What you will do: Go through the entries below and count the lines holding the word "tokio". Reply with only the number, please.

Records for processing:
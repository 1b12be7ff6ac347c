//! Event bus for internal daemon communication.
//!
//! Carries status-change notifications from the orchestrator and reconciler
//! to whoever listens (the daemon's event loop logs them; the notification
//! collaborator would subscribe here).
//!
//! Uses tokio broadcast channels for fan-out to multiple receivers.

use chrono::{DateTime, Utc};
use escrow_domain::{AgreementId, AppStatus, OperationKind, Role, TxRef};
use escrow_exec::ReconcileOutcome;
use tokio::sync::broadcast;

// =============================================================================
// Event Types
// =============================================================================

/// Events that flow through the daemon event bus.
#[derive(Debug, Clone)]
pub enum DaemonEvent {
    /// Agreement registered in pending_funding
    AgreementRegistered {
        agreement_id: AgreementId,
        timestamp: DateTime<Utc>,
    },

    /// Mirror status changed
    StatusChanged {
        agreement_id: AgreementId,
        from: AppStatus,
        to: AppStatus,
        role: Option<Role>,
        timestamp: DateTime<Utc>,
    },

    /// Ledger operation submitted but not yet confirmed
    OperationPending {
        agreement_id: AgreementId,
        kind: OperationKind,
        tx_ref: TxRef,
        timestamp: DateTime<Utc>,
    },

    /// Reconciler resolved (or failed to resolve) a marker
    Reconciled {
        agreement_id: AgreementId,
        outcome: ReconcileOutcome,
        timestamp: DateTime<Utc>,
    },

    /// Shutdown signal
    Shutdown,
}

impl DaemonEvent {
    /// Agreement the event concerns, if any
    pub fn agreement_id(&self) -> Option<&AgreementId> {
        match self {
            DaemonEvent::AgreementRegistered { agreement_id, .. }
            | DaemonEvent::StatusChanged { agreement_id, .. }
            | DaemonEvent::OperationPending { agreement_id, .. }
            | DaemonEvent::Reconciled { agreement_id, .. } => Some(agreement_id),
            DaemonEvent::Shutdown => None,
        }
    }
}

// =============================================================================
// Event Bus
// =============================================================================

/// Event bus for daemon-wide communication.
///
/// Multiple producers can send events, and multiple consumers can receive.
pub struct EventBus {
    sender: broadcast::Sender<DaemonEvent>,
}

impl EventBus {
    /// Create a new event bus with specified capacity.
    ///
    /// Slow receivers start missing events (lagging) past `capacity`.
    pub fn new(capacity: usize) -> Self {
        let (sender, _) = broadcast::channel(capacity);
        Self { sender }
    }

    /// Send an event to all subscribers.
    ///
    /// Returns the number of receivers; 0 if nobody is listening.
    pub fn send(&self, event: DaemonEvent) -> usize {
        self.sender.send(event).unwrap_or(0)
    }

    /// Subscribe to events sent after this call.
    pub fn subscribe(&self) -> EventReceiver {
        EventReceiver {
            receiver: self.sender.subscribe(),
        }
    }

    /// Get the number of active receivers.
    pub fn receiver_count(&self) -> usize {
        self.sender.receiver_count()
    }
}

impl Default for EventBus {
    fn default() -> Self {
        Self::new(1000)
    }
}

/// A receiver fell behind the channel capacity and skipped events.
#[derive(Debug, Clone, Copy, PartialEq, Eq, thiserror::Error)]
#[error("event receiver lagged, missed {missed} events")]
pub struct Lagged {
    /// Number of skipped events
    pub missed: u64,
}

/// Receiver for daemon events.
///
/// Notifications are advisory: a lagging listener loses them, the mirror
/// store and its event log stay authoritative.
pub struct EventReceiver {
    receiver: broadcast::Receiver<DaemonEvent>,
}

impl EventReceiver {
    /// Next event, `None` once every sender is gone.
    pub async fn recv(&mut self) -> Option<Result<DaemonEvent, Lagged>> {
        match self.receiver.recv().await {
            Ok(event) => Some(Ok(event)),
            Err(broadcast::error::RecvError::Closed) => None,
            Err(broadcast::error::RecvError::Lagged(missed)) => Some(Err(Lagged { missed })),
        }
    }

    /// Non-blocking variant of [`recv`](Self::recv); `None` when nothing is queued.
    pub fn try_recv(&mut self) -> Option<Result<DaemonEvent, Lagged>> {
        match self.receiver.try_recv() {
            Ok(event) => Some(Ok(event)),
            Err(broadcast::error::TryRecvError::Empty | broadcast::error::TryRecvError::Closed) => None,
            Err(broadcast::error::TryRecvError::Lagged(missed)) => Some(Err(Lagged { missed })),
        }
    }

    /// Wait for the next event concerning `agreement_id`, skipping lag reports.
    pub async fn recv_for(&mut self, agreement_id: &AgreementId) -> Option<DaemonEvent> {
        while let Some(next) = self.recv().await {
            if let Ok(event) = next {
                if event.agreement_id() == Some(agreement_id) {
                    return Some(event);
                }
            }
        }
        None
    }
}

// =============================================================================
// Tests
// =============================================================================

Answer for the task: 2